§ **Task goal**
The answer should consist solely of the lines from the first one below through the line containing "pub fn kind(&self)", copied exactly.

(Saved data entries)
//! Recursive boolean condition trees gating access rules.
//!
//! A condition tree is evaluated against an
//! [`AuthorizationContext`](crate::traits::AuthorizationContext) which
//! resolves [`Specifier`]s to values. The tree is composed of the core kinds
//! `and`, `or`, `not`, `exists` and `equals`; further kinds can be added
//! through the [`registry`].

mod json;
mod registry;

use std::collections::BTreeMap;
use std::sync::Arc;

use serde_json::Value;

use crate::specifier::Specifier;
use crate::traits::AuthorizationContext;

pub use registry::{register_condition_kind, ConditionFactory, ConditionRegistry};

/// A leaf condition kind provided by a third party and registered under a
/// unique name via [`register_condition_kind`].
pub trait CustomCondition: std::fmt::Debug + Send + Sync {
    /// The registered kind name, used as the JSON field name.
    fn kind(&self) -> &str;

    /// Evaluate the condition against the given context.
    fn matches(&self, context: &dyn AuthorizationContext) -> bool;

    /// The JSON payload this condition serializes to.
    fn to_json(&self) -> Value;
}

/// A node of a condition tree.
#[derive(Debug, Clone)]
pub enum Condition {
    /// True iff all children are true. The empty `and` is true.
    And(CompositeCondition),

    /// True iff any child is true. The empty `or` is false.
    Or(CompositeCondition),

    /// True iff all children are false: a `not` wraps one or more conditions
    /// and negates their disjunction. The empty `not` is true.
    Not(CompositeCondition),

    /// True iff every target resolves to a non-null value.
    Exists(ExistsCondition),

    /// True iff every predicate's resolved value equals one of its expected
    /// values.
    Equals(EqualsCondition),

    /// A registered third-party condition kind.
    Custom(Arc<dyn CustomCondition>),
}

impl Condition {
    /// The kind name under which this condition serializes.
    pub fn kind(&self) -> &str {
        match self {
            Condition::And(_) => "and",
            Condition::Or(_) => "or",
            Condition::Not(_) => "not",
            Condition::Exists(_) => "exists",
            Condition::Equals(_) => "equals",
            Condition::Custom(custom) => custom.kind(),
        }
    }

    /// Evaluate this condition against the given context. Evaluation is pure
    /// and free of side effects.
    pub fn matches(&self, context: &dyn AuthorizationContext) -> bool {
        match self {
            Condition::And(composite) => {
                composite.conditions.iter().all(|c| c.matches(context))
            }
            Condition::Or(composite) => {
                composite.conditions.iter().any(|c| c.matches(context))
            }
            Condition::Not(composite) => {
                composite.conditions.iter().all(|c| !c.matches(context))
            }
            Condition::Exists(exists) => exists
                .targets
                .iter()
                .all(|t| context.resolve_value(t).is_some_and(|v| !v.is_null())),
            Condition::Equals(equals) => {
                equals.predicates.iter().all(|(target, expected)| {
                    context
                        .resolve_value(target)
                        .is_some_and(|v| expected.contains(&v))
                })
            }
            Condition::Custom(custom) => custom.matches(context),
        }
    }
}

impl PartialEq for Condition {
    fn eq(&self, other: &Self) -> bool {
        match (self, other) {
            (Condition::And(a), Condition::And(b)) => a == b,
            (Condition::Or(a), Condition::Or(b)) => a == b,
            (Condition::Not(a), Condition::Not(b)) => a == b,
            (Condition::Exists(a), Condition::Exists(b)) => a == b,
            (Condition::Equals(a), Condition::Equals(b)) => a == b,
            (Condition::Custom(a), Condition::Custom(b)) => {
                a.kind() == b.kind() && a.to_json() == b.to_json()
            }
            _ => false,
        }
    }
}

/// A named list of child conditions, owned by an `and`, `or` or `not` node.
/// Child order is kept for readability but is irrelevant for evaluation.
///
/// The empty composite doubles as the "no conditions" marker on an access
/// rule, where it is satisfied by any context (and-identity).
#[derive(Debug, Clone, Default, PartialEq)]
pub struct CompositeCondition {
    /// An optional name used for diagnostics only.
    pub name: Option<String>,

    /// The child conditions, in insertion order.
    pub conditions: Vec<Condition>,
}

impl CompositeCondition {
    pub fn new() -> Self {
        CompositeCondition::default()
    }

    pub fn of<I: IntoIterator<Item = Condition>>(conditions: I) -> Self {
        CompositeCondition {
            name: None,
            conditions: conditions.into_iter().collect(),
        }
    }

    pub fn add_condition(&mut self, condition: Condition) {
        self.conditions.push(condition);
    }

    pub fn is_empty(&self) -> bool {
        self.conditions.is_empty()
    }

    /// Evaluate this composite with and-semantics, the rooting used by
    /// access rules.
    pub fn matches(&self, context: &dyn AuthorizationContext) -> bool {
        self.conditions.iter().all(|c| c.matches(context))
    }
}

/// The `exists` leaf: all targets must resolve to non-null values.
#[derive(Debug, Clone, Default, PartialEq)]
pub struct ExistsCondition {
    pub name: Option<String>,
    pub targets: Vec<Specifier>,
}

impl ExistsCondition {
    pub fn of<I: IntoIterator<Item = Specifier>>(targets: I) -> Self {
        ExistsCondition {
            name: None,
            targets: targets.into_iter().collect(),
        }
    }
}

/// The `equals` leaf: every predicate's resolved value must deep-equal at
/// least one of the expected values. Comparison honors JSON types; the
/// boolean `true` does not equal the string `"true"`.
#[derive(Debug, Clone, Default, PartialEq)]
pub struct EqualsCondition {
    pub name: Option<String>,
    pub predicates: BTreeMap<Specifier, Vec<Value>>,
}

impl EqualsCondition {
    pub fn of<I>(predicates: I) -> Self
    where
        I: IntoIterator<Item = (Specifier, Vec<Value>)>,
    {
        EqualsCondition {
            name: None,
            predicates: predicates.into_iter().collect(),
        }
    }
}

§ **Expected output**
//! Recursive boolean condition trees gating access rules.
//!
//! A condition tree is evaluated against an
//! [`AuthorizationContext`](crate::traits::AuthorizationContext) which
//! resolves [`Specifier`]s to values. The tree is composed of the core kinds
//! `and`, `or`, `not`, `exists` and `equals`; further kinds can be added
//! through the [`registry`].

mod json;
mod registry;

use std::collections::BTreeMap;
use std::sync::Arc;

use serde_json::Value;

use crate::specifier::Specifier;
use crate::traits::AuthorizationContext;

pub use registry::{register_condition_kind, ConditionFactory, ConditionRegistry};

/// A leaf condition kind provided by a third party and registered under a
/// unique name via [`register_condition_kind`].
pub trait CustomCondition: std::fmt::Debug + Send + Sync {
    /// The registered kind name, used as the JSON field name.
    fn kind(&self) -> &str;

    /// Evaluate the condition against the given context.
    fn matches(&self, context: &dyn AuthorizationContext) -> bool;

    /// The JSON payload this condition serializes to.
    fn to_json(&self) -> Value;
}

/// A node of a condition tree.
#[derive(Debug, Clone)]
pub enum Condition {
    /// True iff all children are true. The empty `and` is true.
    And(CompositeCondition),

    /// True iff any child is true. The empty `or` is false.
    Or(CompositeCondition),

    /// True iff all children are false: a `not` wraps one or more conditions
    /// and negates their disjunction. The empty `not` is true.
    Not(CompositeCondition),

    /// True iff every target resolves to a non-null value.
    Exists(ExistsCondition),

    /// True iff every predicate's resolved value equals one of its expected
    /// values.
    Equals(EqualsCondition),

    /// A registered third-party condition kind.
    Custom(Arc<dyn CustomCondition>),
}

impl Condition {
    /// The kind name under which this condition serializes.
    pub fn kind(&self) -> &str {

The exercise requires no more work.